Dass auch vermehrt Wissenschaftler*innen und ihr Rechercheverhalten in digitalen Informationsangeboten von der Nachverfolgung und Auswertung betroffen sind, zeigen nun erste Initiativen, die sich gegen eine Ansammlung von Nutzer*innenprofilen und für mehr Datenschutz in der Wissenschaft aussprechen.
Initiative fordert: „Stop tracking Science“
Wissenschaftsverlage nutzen zunehmend die Möglichkeiten der Datenaggregation. Die Initiative „Stop tracking Science“ der Deutschen Zentralbibliothek für Medizin (ZB MED) – Informationszentrum Lebenswissenschaften und verschiedener Forschenden ruft daher gegen die Kommerzialisierung durch Datenhandel in der Wissenschaft auf.
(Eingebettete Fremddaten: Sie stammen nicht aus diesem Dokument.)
//! Responses the proxy produces itself.
//!
//! # Responsibilities
//! - Redirect disallowed origins without explanation
//! - Empty-bodied error responses that still carry
//!   `Access-Control-Allow-Origin`, so the browser can read the status
//! - Map forwarding failures to 400 Bad Request
//!
//! # Design Decisions
//! - Every bad-request cause collapses to the same status and headers;
//!   the cause is only logged

use axum::http::{
    header::{ACCESS_CONTROL_ALLOW_ORIGIN, LOCATION},
    StatusCode,
};
use axum::response::{IntoResponse, Response};

use crate::cors::{AllowedOrigin, RedirectTarget};

/// Why a request could not be forwarded.
#[derive(Debug, thiserror::Error)]
pub enum ForwardError {
    #[error("no target url in query string")]
    MissingTarget,
    #[error("target url is not valid percent-encoding")]
    Undecodable,
    #[error("invalid target url: {0}")]
    InvalidTarget(#[from] url::ParseError),
    #[error("unsupported target scheme {0:?}")]
    UnsupportedScheme(String),
    #[error("failed to read request body: {0}")]
    Body(#[source] axum::Error),
    #[error("upstream request failed: {0}")]
    Upstream(#[from] reqwest::Error),
}

impl ForwardError {
    pub fn status(&self) -> StatusCode {
        StatusCode::BAD_REQUEST
    }

    pub fn into_response_for(self, origin: &AllowedOrigin) -> Response {
        error_response(self.status(), Some(origin))
    }
}

/// Empty response with `status`, granting `origin` when one was validated.
pub fn error_response(status: StatusCode, origin: Option<&AllowedOrigin>) -> Response {
    let mut response = status.into_response();
    if let Some(origin) = origin {
        response
            .headers_mut()
            .insert(ACCESS_CONTROL_ALLOW_ORIGIN, origin.header_value().clone());
    }
    response
}

/// Redirect to the fallback location. No CORS headers, no body.
pub fn redirect_response(target: &RedirectTarget) -> Response {
    let mut response = target.status.into_response();
    response
        .headers_mut()
        .insert(LOCATION, target.location.clone());
    response
}
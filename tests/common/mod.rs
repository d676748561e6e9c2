//! Shared utilities for integration testing.

use std::net::SocketAddr;

use axum::{
    body::Bytes,
    http::{header, HeaderMap, StatusCode},
    response::{IntoResponse, Redirect},
    routing::{get, post},
    Router,
};
use cors_proxy::config::ProxyConfig;
use cors_proxy::{HttpServer, Shutdown};
use percent_encoding::{utf8_percent_encode, NON_ALPHANUMERIC};
use tokio::net::TcpListener;
use tokio::task::JoinHandle;

#[allow(dead_code)]
pub const ALLOWED_ORIGIN: &str = "https://allowed.example";
#[allow(dead_code)]
pub const REDIRECT_URL: &str = "https://example.com/";

/// Start a mock target server on an ephemeral port.
///
/// - `GET /data`: `{"ok":true}` with `Vary: Accept`
/// - `POST /echo`: echoes the body and the `x-test` header, status 201
/// - `GET /redirect`: 307 to `/data`
/// - `GET /loop`: 307 to itself
/// - `GET /wildcard`: sets `Access-Control-Allow-Origin: *`
/// - `GET /teapot`: 418 with `x-upstream: yes`
pub async fn start_mock_backend() -> SocketAddr {
    let app = Router::new()
        .route(
            "/data",
            get(|| async {
                (
                    [
                        (header::VARY, "Accept"),
                        (header::CONTENT_TYPE, "application/json"),
                    ],
                    r#"{"ok":true}"#,
                )
            }),
        )
        .route(
            "/echo",
            post(|headers: HeaderMap, body: Bytes| async move {
                let echoed = headers
                    .get("x-test")
                    .and_then(|v| v.to_str().ok())
                    .unwrap_or("missing")
                    .to_string();
                (StatusCode::CREATED, [("x-echo-header", echoed)], body)
            }),
        )
        .route("/redirect", get(|| async { Redirect::temporary("/data") }))
        .route("/loop", get(|| async { Redirect::temporary("/loop") }))
        .route(
            "/wildcard",
            get(|| async { ([(header::ACCESS_CONTROL_ALLOW_ORIGIN, "*")], "open") }),
        )
        .route(
            "/teapot",
            get(|| async { (StatusCode::IM_A_TEAPOT, [("x-upstream", "yes")]).into_response() }),
        );

    let listener = TcpListener::bind("127.0.0.1:0").await.unwrap();
    let addr = listener.local_addr().unwrap();
    tokio::spawn(async move {
        let _ = axum::serve(listener, app).await;
    });
    addr
}

/// A running proxy.
#[allow(dead_code)]
pub struct TestProxy {
    pub addr: SocketAddr,
    pub shutdown: Shutdown,
    pub handle: JoinHandle<Result<(), std::io::Error>>,
}

#[allow(dead_code)]
impl TestProxy {
    /// URL that relays to `target`, encoded once.
    pub fn url_for(&self, target: &str) -> String {
        format!("http://{}/?{}", self.addr, encode(target))
    }
}

/// Start the proxy on an ephemeral port, allowing `allowed.example` and `localhost`.
pub async fn start_proxy() -> TestProxy {
    start_proxy_with(|_| {}).await
}

/// Like [`start_proxy`], with `customize` applied to the config first.
pub async fn start_proxy_with(customize: impl FnOnce(&mut ProxyConfig)) -> TestProxy {
    let mut config = ProxyConfig::default();
    config.cors.allowed_hosts = "allowed.example, localhost".into();
    config.cors.redirect_url = REDIRECT_URL.into();
    config.upstream.use_system_proxy = false;
    customize(&mut config);

    let server = HttpServer::new(config).unwrap();
    let listener = TcpListener::bind("127.0.0.1:0").await.unwrap();
    let addr = listener.local_addr().unwrap();

    let shutdown = Shutdown::new();
    let receiver = shutdown.subscribe();
    let handle = tokio::spawn(async move { server.run(listener, receiver).await });

    TestProxy {
        addr,
        shutdown,
        handle,
    }
}

pub fn encode(value: &str) -> String {
    utf8_percent_encode(value, NON_ALPHANUMERIC).to_string()
}

/// A client that neither uses system proxies nor follows redirects.
pub fn client() -> reqwest::Client {
    reqwest::Client::builder()
        .no_proxy()
        .redirect(reqwest::redirect::Policy::none())
        .build()
        .unwrap()
}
Laut der Initiative, die bereits mehr als vierhundert Personen unterzeichnet haben, verletzt das Tracking der Forschenden im Netz grundlegende Rechte und die Integrität einer offenen Wissensgesellschaft. Nach der Kommerzialisierung und der damit einhergehenden Herausbildung einer marktbeherrschenden Stellung einiger weniger Großverlage stehe nun eine weitere Enteignung der Wissenschaft auf der Tagesordnung, so die Initiator*innen: der Wechsel vom Verkauf von Inhalten zum Handel mit Daten. Wissenschaftliche Verlage würden zu Datenhandels- und Datenanalyseplattformen.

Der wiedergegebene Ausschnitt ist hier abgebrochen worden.